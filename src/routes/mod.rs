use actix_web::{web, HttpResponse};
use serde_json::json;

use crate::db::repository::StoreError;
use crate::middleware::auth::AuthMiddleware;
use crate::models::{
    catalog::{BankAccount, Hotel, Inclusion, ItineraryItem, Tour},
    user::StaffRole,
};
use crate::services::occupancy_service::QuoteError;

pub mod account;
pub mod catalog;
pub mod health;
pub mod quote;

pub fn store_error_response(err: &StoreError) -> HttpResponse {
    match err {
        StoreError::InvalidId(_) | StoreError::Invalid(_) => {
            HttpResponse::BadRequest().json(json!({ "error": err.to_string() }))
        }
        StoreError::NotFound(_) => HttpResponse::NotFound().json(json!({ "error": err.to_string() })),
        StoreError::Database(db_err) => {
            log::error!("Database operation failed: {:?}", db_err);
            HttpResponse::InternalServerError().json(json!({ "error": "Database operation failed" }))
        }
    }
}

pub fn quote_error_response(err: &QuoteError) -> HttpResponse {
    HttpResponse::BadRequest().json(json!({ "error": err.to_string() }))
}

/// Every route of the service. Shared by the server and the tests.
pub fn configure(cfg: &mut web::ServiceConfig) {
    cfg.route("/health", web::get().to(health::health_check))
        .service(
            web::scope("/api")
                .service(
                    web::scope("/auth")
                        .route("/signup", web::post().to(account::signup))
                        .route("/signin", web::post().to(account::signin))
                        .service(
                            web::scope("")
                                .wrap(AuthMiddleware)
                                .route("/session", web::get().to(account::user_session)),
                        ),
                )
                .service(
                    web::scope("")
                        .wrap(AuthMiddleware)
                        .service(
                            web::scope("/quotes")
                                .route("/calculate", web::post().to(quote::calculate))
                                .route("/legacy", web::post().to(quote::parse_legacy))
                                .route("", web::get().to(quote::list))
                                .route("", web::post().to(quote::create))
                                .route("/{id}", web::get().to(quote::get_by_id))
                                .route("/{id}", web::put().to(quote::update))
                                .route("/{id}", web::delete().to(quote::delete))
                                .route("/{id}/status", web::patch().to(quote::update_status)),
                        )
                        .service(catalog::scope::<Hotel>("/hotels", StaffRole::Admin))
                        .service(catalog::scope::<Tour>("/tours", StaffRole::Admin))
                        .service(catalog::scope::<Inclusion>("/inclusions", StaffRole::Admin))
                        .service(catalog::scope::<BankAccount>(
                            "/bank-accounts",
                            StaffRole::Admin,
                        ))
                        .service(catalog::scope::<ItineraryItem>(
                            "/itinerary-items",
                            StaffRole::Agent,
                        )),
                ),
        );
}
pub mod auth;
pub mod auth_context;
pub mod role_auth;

· · · · · · ·

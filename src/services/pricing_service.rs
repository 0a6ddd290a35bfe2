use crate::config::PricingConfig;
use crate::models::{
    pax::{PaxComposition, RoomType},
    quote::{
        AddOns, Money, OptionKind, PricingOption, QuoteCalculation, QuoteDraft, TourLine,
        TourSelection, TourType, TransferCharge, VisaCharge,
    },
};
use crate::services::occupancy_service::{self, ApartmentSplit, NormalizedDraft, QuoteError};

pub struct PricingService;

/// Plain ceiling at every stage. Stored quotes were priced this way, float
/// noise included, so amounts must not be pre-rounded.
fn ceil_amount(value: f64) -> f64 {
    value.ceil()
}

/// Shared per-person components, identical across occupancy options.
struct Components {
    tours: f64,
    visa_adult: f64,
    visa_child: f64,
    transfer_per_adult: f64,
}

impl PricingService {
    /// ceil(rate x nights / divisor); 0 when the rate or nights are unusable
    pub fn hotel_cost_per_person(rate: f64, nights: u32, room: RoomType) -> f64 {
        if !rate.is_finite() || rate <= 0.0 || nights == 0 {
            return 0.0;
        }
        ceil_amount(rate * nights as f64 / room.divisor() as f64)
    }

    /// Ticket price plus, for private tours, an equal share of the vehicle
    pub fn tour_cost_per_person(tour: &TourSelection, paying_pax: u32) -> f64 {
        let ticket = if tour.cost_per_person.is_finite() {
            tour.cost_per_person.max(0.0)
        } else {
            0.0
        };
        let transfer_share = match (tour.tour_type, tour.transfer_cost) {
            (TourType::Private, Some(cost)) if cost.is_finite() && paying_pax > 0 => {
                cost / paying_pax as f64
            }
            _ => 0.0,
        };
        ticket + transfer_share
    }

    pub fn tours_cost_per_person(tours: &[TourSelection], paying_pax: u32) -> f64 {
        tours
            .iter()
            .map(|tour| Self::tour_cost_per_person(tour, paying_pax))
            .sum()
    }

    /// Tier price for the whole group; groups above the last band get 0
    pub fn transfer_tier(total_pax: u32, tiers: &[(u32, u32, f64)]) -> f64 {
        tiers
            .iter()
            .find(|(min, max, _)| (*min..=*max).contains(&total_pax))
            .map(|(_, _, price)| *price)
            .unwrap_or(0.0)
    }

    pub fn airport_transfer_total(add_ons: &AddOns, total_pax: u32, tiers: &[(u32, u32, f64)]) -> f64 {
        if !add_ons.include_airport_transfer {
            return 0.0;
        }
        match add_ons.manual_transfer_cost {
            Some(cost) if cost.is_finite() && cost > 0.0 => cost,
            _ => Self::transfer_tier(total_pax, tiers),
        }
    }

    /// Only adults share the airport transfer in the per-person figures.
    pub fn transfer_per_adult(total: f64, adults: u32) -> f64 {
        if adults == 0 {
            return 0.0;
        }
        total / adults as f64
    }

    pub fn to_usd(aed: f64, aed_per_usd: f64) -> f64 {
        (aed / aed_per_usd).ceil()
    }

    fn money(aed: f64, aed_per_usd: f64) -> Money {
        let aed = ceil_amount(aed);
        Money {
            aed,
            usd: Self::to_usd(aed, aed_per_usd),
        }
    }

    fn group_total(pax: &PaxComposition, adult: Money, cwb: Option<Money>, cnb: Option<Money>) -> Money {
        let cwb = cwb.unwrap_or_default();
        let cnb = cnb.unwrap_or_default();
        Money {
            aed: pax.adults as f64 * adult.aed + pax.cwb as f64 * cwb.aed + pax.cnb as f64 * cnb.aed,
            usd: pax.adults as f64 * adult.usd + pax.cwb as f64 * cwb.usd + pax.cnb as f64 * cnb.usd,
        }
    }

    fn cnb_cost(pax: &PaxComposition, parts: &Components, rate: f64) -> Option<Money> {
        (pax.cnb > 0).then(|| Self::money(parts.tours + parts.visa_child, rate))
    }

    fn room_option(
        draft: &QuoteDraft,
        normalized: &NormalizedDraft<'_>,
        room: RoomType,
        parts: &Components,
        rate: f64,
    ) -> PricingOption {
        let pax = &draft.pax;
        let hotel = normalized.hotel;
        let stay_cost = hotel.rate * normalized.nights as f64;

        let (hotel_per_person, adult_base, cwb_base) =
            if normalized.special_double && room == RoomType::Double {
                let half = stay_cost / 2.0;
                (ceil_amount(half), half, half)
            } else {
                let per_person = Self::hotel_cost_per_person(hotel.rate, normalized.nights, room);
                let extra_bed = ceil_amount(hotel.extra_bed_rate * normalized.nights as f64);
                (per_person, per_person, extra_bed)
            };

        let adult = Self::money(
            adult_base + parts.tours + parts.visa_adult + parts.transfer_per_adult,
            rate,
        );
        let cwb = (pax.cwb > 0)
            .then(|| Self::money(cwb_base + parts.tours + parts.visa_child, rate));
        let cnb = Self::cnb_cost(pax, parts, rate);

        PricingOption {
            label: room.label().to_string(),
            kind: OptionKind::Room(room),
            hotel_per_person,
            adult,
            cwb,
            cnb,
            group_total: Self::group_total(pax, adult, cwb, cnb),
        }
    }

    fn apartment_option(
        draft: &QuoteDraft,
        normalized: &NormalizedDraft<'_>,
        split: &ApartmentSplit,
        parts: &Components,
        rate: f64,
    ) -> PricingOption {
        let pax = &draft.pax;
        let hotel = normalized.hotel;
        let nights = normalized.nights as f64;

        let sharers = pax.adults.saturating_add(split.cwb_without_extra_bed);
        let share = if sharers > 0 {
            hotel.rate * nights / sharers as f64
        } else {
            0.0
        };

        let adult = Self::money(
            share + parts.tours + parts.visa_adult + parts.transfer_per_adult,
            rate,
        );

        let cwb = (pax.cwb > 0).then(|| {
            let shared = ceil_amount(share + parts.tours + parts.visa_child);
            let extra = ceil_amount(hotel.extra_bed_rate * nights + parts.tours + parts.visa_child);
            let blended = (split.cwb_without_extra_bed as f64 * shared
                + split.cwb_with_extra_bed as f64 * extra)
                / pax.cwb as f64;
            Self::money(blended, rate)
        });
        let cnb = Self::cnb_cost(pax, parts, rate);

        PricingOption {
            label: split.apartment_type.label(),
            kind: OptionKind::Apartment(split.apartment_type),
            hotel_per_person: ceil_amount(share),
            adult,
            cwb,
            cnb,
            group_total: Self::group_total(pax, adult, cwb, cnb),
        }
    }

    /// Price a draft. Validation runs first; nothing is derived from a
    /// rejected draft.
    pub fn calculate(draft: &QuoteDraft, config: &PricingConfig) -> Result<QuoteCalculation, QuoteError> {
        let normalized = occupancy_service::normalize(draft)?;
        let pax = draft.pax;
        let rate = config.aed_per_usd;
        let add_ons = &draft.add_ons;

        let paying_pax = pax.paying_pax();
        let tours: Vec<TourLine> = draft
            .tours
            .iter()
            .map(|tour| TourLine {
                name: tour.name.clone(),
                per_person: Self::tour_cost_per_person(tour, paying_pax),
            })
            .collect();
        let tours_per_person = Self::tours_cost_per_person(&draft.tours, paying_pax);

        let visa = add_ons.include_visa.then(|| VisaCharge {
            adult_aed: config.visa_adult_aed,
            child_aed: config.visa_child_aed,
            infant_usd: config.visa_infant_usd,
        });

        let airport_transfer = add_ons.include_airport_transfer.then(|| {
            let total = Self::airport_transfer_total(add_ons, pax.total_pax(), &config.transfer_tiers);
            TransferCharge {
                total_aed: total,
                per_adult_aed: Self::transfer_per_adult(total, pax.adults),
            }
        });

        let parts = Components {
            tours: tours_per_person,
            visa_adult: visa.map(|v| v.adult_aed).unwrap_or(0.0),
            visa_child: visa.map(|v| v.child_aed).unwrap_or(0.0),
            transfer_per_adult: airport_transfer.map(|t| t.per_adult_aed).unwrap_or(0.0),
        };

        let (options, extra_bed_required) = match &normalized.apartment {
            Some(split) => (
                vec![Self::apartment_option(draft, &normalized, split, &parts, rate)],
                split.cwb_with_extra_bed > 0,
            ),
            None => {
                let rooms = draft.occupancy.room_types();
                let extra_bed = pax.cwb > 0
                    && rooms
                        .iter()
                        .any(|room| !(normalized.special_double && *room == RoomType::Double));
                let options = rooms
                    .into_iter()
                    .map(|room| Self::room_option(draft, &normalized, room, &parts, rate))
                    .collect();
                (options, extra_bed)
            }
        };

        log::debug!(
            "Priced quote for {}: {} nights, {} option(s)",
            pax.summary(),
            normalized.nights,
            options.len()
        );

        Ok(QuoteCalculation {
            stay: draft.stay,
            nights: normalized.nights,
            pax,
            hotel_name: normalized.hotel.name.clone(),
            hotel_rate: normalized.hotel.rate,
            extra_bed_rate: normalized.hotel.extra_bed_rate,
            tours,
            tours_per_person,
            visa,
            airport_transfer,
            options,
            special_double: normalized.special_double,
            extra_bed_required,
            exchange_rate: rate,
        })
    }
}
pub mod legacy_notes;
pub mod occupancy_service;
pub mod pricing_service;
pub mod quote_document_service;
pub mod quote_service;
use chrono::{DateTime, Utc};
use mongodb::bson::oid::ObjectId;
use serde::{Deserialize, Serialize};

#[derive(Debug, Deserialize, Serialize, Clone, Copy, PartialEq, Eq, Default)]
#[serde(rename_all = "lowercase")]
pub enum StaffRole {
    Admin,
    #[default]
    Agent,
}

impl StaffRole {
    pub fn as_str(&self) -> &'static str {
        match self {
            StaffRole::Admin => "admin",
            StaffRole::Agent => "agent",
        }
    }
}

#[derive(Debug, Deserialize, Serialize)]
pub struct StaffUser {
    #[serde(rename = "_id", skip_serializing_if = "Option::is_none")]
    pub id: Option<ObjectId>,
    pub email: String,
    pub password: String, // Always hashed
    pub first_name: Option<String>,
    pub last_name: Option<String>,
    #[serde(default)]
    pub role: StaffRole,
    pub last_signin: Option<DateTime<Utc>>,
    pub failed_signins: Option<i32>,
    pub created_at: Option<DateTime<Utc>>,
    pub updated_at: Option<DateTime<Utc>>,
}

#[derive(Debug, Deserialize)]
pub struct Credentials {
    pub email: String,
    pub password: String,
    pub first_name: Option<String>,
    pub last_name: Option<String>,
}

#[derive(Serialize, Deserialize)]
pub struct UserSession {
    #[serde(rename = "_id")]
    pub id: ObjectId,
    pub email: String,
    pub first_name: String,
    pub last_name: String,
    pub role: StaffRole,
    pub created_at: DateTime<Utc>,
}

· · · · · · ·

Which lines of the records contain the word "ItineraryItem"? Copy each of them.

    catalog::{BankAccount, Hotel, Inclusion, ItineraryItem, Tour},
                        .service(catalog::scope::<ItineraryItem>(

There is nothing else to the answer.